Which cities in Minnesota have the most clinical research sponsorship jobs?
The Twin Cities metro area, particularly Minneapolis and its surrounding suburbs like Plymouth and Maple Grove, concentrates the largest share of clinical research sponsorship jobs due to the presence of medical device headquarters and large health systems. Rochester is also a significant hub given Mayo Clinic's scale of clinical operations, regularly recruiting for clinical research coordinator and regulatory affairs roles with visa sponsorship.
How to find clinical research visa sponsorship jobs in Minnesota?
Migrate Mate filters job listings specifically by visa sponsorship availability, so you can search clinical research roles in Minnesota without sorting through positions that don't support international candidates. The platform covers roles across Mayo Clinic, Twin Cities medical device companies, and academic health systems, making it practical for clinical research professionals on H-1B or other work visas to identify employers actively hiring and sponsoring.
Are there any state-specific considerations for clinical research professionals seeking sponsorship in Minnesota?
Minnesota's concentration of medical device companies under FDA oversight means many clinical research roles require familiarity with GCP guidelines and FDA regulatory submissions, which can strengthen an H-1B petition by demonstrating the specialized nature of the position. The University of Minnesota's clinical and translational research programs also create a steady pipeline of international researchers who pursue H-1B sponsorship after completing OPT or J-1 exchange appointments.
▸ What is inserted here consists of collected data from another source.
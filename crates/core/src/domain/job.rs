use std::path::PathBuf;

use chrono::{DateTime, Utc};
use serde::{Deserialize, Serialize};

use super::engine::{EngineKind, QualityProfile};
use super::error::{ErrorKind, JobFailure};

/// ジョブ種別
#[derive(Debug, Clone, Copy, PartialEq, Eq, Serialize, Deserialize)]
#[serde(rename_all = "snake_case")]
pub enum JobMode {
    Synthesize,
    Clone,
    SynthesizeWithClone,
}

impl JobMode {
    pub fn as_str(&self) -> &'static str {
        match self {
            Self::Synthesize => "synthesize",
            Self::Clone => "clone",
            Self::SynthesizeWithClone => "synthesize_with_clone",
        }
    }

    pub fn needs_text(&self) -> bool {
        matches!(self, Self::Synthesize | Self::SynthesizeWithClone)
    }

    pub fn needs_reference_audio(&self) -> bool {
        matches!(self, Self::Clone | Self::SynthesizeWithClone)
    }
}

/// ジョブ状態
///
/// 前進のみ: Pending → Enqueued → Running → {Completed | Failed}。
/// 例外はリトライ経路 Running → Pending と、その再クレーム Pending → Running。
#[derive(Debug, Clone, Copy, PartialEq, Eq, Serialize, Deserialize)]
#[serde(rename_all = "snake_case")]
pub enum JobStatus {
    Pending,
    Enqueued,
    Running,
    Completed,
    Failed,
    Cancelled,
}

impl JobStatus {
    pub fn as_str(&self) -> &'static str {
        match self {
            Self::Pending => "pending",
            Self::Enqueued => "enqueued",
            Self::Running => "running",
            Self::Completed => "completed",
            Self::Failed => "failed",
            Self::Cancelled => "cancelled",
        }
    }

    pub fn is_terminal(&self) -> bool {
        matches!(self, Self::Completed | Self::Failed | Self::Cancelled)
    }

    /// 状態遷移表
    pub fn can_transition_to(&self, next: JobStatus) -> bool {
        use JobStatus::*;
        matches!(
            (self, next),
            (Pending, Enqueued)
                | (Pending, Running)
                | (Pending, Cancelled)
                | (Pending, Failed)
                | (Enqueued, Running)
                | (Enqueued, Cancelled)
                | (Enqueued, Failed)
                | (Running, Completed)
                | (Running, Failed)
                | (Running, Pending)
                | (Running, Cancelled)
        )
    }
}

/// 合成に使う声の指定
#[derive(Debug, Clone, PartialEq, Eq, Serialize, Deserialize)]
#[serde(tag = "type", content = "id", rename_all = "snake_case")]
pub enum VoiceRef {
    /// エンジン組み込みのプリセット
    Preset(String),
    /// クローン済み VoiceProfile
    Profile(String),
}

/// 参照音声（作成時にプローブ済み）
#[derive(Debug, Clone, PartialEq, Serialize, Deserialize)]
pub struct ReferenceAudio {
    pub path: PathBuf,
    pub duration_ms: u32,
    pub sample_rate: u32,
}

/// ジョブ入力。作成後は Manager 以外変更しない。
#[derive(Debug, Clone, PartialEq, Serialize, Deserialize)]
pub struct JobInputs {
    pub text: Option<String>,
    pub language: String,
    pub voice: Option<VoiceRef>,
    pub reference_audio: Option<ReferenceAudio>,
    pub reference_transcript: Option<String>,
    pub quality: QualityProfile,
}

/// 外部 API 層から渡される投入リクエスト
#[derive(Debug, Clone, Default, Serialize, Deserialize)]
pub struct JobRequest {
    /// フィーチャーフラグ判定に使う安定した呼び出し元 ID
    pub caller_id: String,
    pub text: Option<String>,
    pub language: Option<String>,
    pub voice: Option<VoiceRef>,
    pub reference_audio: Option<PathBuf>,
    pub reference_transcript: Option<String>,
    #[serde(default)]
    pub quality: QualityProfile,
}

/// エンジン呼び出し1回分の監査記録
#[derive(Debug, Clone, PartialEq, Serialize, Deserialize)]
pub struct EngineAttempt {
    /// 1 始まりの試行番号（フォールバックは同じ番号を共有する）
    pub attempt: u32,
    pub engine: EngineKind,
    /// 選択理由（フラグ規則 / ブレーカー迂回 / フォールバック）
    pub rule: String,
    pub fallback: bool,
    pub outcome: AttemptOutcome,
    pub started_at: DateTime<Utc>,
    pub finished_at: DateTime<Utc>,
}

#[derive(Debug, Clone, PartialEq, Serialize, Deserialize)]
#[serde(tag = "result", rename_all = "snake_case")]
pub enum AttemptOutcome {
    Succeeded,
    Failed { kind: ErrorKind, message: String },
}

/// 完了ジョブの出力参照
#[derive(Debug, Clone, PartialEq, Serialize, Deserialize)]
pub struct JobOutput {
    pub artifact_path: PathBuf,
    pub duration_ms: u32,
    pub sample_rate: u32,
    /// クローン系ジョブで作成された VoiceProfile
    pub voice_profile_id: Option<String>,
    pub transcript: Option<String>,
}

/// 永続化されるジョブレコード
#[derive(Debug, Clone, PartialEq, Serialize, Deserialize)]
pub struct Job {
    pub id: String,
    pub mode: JobMode,
    pub status: JobStatus,
    pub caller_id: String,
    pub inputs: JobInputs,
    pub attempts: Vec<EngineAttempt>,
    pub progress: f32,
    pub output: Option<JobOutput>,
    pub error: Option<JobFailure>,
    pub created_at: DateTime<Utc>,
    pub updated_at: DateTime<Utc>,
    pub completed_at: Option<DateTime<Utc>>,
    pub retry_count: u32,
    /// 生涯で失敗したエンジン呼び出し数（デッドレター判定用）
    pub failure_count: u32,
    /// Running 中のキャンセル要求（助言的）
    pub cancel_requested: bool,
}

impl Job {
    pub fn new(mode: JobMode, caller_id: String, inputs: JobInputs, now: DateTime<Utc>) -> Self {
        Self {
            id: uuid::Uuid::new_v4().to_string(),
            mode,
            status: JobStatus::Pending,
            caller_id,
            inputs,
            attempts: Vec::new(),
            progress: 0.0,
            output: None,
            error: None,
            created_at: now,
            updated_at: now,
            completed_at: None,
            retry_count: 0,
            failure_count: 0,
            cancel_requested: false,
        }
    }

    /// 入力がモードに必要な項目をすべて備えているか
    pub fn inputs_complete(&self) -> bool {
        let text_ok = !self.mode.needs_text()
            || self
                .inputs
                .text
                .as_deref()
                .is_some_and(|t| !t.trim().is_empty());
        let audio_ok = !self.mode.needs_reference_audio() || self.inputs.reference_audio.is_some();
        text_ok && audio_ok && !self.inputs.language.is_empty()
    }

    /// 同じ試行番号でフォールバックが起きたか
    pub fn fallback_engines(&self) -> Vec<EngineKind> {
        self.attempts
            .iter()
            .filter(|a| a.fallback)
            .map(|a| a.engine)
            .collect()
    }
}

#[cfg(test)]
mod tests {
    use super::*;

    fn inputs() -> JobInputs {
        JobInputs {
            text: Some("Hello world".into()),
            language: "en".into(),
            voice: None,
            reference_audio: None,
            reference_transcript: None,
            quality: QualityProfile::Standard,
        }
    }

    #[test]
    fn new_job_is_pending() {
        let job = Job::new(JobMode::Synthesize, "caller".into(), inputs(), Utc::now());
        assert_eq!(job.status, JobStatus::Pending);
        assert_eq!(job.progress, 0.0);
        assert!(job.output.is_none());
        assert!(job.inputs_complete());
    }

    #[test]
    fn clone_without_reference_is_incomplete() {
        let job = Job::new(JobMode::Clone, "caller".into(), inputs(), Utc::now());
        assert!(!job.inputs_complete());
    }

    #[test]
    fn terminal_states_accept_nothing() {
        for terminal in [JobStatus::Completed, JobStatus::Failed, JobStatus::Cancelled] {
            for next in [
                JobStatus::Pending,
                JobStatus::Enqueued,
                JobStatus::Running,
                JobStatus::Completed,
                JobStatus::Failed,
                JobStatus::Cancelled,
            ] {
                assert!(!terminal.can_transition_to(next), "{terminal:?} -> {next:?}");
            }
        }
    }

    #[test]
    fn forward_transitions() {
        assert!(JobStatus::Pending.can_transition_to(JobStatus::Enqueued));
        assert!(JobStatus::Enqueued.can_transition_to(JobStatus::Running));
        assert!(JobStatus::Running.can_transition_to(JobStatus::Completed));
        assert!(JobStatus::Running.can_transition_to(JobStatus::Pending));
        assert!(!JobStatus::Enqueued.can_transition_to(JobStatus::Pending));
        assert!(!JobStatus::Running.can_transition_to(JobStatus::Enqueued));
    }

    #[test]
    fn voice_ref_serialization() {
        let v = VoiceRef::Profile("vp-1".into());
        let json = serde_json::to_string(&v).unwrap();
        assert_eq!(json, r#"{"type":"profile","id":"vp-1"}"#);
    }
}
What is the prevailing wage for sponsored clinical research jobs in Minnesota?
U.S. employers sponsoring a visa must pay at least the prevailing wage, which is what workers in the same role, area, and experience level typically earn. The Department of Labor sets this rate to make sure companies aren't hiring foreign workers simply because they'd accept lower pay than a U.S. worker. It varies by job title, location, and experience. You can look up current prevailing wage rates for any occupation and location using the OFLC Wage Search page.